Records from a data collection:

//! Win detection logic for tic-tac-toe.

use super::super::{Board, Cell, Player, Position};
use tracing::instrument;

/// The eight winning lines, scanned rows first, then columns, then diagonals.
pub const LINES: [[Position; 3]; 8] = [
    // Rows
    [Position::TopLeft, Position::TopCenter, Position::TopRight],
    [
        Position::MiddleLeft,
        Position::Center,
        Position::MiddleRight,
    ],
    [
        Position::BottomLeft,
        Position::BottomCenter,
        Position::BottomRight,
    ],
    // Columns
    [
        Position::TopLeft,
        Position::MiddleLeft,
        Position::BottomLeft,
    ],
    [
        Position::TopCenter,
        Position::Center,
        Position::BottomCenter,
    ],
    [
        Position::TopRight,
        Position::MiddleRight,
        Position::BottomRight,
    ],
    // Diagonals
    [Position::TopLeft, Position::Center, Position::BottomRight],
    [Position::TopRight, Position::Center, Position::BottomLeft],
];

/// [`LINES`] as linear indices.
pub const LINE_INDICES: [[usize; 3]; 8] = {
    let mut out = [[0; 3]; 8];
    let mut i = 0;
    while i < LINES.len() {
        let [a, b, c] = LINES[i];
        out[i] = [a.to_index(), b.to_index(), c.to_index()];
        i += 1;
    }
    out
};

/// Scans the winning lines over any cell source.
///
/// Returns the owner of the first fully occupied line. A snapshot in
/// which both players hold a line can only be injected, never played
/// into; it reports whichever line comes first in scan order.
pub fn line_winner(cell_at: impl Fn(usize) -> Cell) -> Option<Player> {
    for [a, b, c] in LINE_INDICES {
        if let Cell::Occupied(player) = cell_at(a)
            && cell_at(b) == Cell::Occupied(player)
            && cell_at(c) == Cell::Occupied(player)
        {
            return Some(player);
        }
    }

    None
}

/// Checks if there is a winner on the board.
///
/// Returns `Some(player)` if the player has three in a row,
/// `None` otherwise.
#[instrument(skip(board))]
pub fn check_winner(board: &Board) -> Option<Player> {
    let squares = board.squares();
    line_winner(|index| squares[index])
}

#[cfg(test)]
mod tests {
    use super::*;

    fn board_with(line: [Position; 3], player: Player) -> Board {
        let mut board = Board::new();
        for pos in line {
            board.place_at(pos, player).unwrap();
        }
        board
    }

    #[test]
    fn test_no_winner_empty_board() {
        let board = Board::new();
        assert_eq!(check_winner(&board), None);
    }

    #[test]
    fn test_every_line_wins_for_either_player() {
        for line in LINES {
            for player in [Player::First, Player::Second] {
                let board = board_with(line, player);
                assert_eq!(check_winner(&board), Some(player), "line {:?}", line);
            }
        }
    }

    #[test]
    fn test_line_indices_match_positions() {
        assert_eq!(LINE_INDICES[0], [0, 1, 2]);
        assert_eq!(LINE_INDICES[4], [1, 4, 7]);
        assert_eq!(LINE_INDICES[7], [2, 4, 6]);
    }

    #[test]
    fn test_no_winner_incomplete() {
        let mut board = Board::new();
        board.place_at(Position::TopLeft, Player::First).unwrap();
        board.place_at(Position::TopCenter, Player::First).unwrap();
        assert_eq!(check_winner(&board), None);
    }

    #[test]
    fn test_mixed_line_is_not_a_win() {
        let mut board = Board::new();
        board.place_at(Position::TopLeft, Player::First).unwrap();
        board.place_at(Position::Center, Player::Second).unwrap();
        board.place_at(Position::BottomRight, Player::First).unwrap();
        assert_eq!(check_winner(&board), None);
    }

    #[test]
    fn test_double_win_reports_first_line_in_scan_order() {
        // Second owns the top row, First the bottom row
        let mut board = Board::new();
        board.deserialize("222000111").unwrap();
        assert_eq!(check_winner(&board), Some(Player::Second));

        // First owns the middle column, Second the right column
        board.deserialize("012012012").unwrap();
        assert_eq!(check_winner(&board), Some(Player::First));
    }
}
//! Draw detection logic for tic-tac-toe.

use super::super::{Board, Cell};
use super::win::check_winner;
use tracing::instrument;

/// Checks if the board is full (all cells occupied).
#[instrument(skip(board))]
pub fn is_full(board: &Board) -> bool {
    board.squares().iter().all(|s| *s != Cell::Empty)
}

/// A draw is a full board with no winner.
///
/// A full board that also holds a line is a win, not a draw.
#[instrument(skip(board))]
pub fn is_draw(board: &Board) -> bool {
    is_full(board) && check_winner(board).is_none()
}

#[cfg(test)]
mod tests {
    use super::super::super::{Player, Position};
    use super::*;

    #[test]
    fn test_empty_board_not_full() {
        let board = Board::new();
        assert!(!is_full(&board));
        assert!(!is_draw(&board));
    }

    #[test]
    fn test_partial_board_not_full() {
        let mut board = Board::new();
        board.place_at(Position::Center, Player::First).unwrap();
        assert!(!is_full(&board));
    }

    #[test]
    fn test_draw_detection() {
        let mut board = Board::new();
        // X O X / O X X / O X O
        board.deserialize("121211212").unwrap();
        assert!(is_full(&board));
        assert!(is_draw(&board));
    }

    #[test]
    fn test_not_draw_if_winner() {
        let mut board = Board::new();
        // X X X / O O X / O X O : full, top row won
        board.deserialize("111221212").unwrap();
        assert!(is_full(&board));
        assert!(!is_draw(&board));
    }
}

WHAT YOU WILL DO:
I'd like the entries above reproduced in full, exactly as they stand.

FINISHED TASK:
//! Win detection logic for tic-tac-toe.

use super::super::{Board, Cell, Player, Position};
use tracing::instrument;

/// The eight winning lines, scanned rows first, then columns, then diagonals.
pub const LINES: [[Position; 3]; 8] = [
    // Rows
    [Position::TopLeft, Position::TopCenter, Position::TopRight],
    [
        Position::MiddleLeft,
        Position::Center,
        Position::MiddleRight,
    ],
    [
        Position::BottomLeft,
        Position::BottomCenter,
        Position::BottomRight,
    ],
    // Columns
    [
        Position::TopLeft,
        Position::MiddleLeft,
        Position::BottomLeft,
    ],
    [
        Position::TopCenter,
        Position::Center,
        Position::BottomCenter,
    ],
    [
        Position::TopRight,
        Position::MiddleRight,
        Position::BottomRight,
    ],
    // Diagonals
    [Position::TopLeft, Position::Center, Position::BottomRight],
    [Position::TopRight, Position::Center, Position::BottomLeft],
];

/// [`LINES`] as linear indices.
pub const LINE_INDICES: [[usize; 3]; 8] = {
    let mut out = [[0; 3]; 8];
    let mut i = 0;
    while i < LINES.len() {
        let [a, b, c] = LINES[i];
        out[i] = [a.to_index(), b.to_index(), c.to_index()];
        i += 1;
    }
    out
};

/// Scans the winning lines over any cell source.
///
/// Returns the owner of the first fully occupied line. A snapshot in
/// which both players hold a line can only be injected, never played
/// into; it reports whichever line comes first in scan order.
pub fn line_winner(cell_at: impl Fn(usize) -> Cell) -> Option<Player> {
    for [a, b, c] in LINE_INDICES {
        if let Cell::Occupied(player) = cell_at(a)
            && cell_at(b) == Cell::Occupied(player)
            && cell_at(c) == Cell::Occupied(player)
        {
            return Some(player);
        }
    }

    None
}

/// Checks if there is a winner on the board.
///
/// Returns `Some(player)` if the player has three in a row,
/// `None` otherwise.
#[instrument(skip(board))]
pub fn check_winner(board: &Board) -> Option<Player> {
    let squares = board.squares();
    line_winner(|index| squares[index])
}

#[cfg(test)]
mod tests {
    use super::*;

    fn board_with(line: [Position; 3], player: Player) -> Board {
        let mut board = Board::new();
        for pos in line {
            board.place_at(pos, player).unwrap();
        }
        board
    }

    #[test]
    fn test_no_winner_empty_board() {
        let board = Board::new();
        assert_eq!(check_winner(&board), None);
    }

    #[test]
    fn test_every_line_wins_for_either_player() {
        for line in LINES {
            for player in [Player::First, Player::Second] {
                let board = board_with(line, player);
                assert_eq!(check_winner(&board), Some(player), "line {:?}", line);
            }
        }
    }

    #[test]
    fn test_line_indices_match_positions() {
        assert_eq!(LINE_INDICES[0], [0, 1, 2]);
        assert_eq!(LINE_INDICES[4], [1, 4, 7]);
        assert_eq!(LINE_INDICES[7], [2, 4, 6]);
    }

    #[test]
    fn test_no_winner_incomplete() {
        let mut board = Board::new();
        board.place_at(Position::TopLeft, Player::First).unwrap();
        board.place_at(Position::TopCenter, Player::First).unwrap();
        assert_eq!(check_winner(&board), None);
    }

    #[test]
    fn test_mixed_line_is_not_a_win() {
        let mut board = Board::new();
        board.place_at(Position::TopLeft, Player::First).unwrap();
        board.place_at(Position::Center, Player::Second).unwrap();
        board.place_at(Position::BottomRight, Player::First).unwrap();
        assert_eq!(check_winner(&board), None);
    }

    #[test]
    fn test_double_win_reports_first_line_in_scan_order() {
        // Second owns the top row, First the bottom row
        let mut board = Board::new();
        board.deserialize("222000111").unwrap();
        assert_eq!(check_winner(&board), Some(Player::Second));

        // First owns the middle column, Second the right column
        board.deserialize("012012012").unwrap();
        assert_eq!(check_winner(&board), Some(Player::First));
    }
}
//! Draw detection logic for tic-tac-toe.

use super::super::{Board, Cell};
use super::win::check_winner;
use tracing::instrument;

/// Checks if the board is full (all cells occupied).
#[instrument(skip(board))]
pub fn is_full(board: &Board) -> bool {
    board.squares().iter().all(|s| *s != Cell::Empty)
}

/// A draw is a full board with no winner.
///
/// A full board that also holds a line is a win, not a draw.
#[instrument(skip(board))]
pub fn is_draw(board: &Board) -> bool {
    is_full(board) && check_winner(board).is_none()
}

#[cfg(test)]
mod tests {
    use super::super::super::{Player, Position};
    use super::*;

    #[test]
    fn test_empty_board_not_full() {
        let board = Board::new();
        assert!(!is_full(&board));
        assert!(!is_draw(&board));
    }

    #[test]
    fn test_partial_board_not_full() {
        let mut board = Board::new();
        board.place_at(Position::Center, Player::First).unwrap();
        assert!(!is_full(&board));
    }

    #[test]
    fn test_draw_detection() {
        let mut board = Board::new();
        // X O X / O X X / O X O
        board.deserialize("121211212").unwrap();
        assert!(is_full(&board));
        assert!(is_draw(&board));
    }

    #[test]
    fn test_not_draw_if_winner() {
        let mut board = Board::new();
        // X X X / O O X / O X O : full, top row won
        board.deserialize("111221212").unwrap();
        assert!(is_full(&board));
        assert!(!is_draw(&board));
    }
}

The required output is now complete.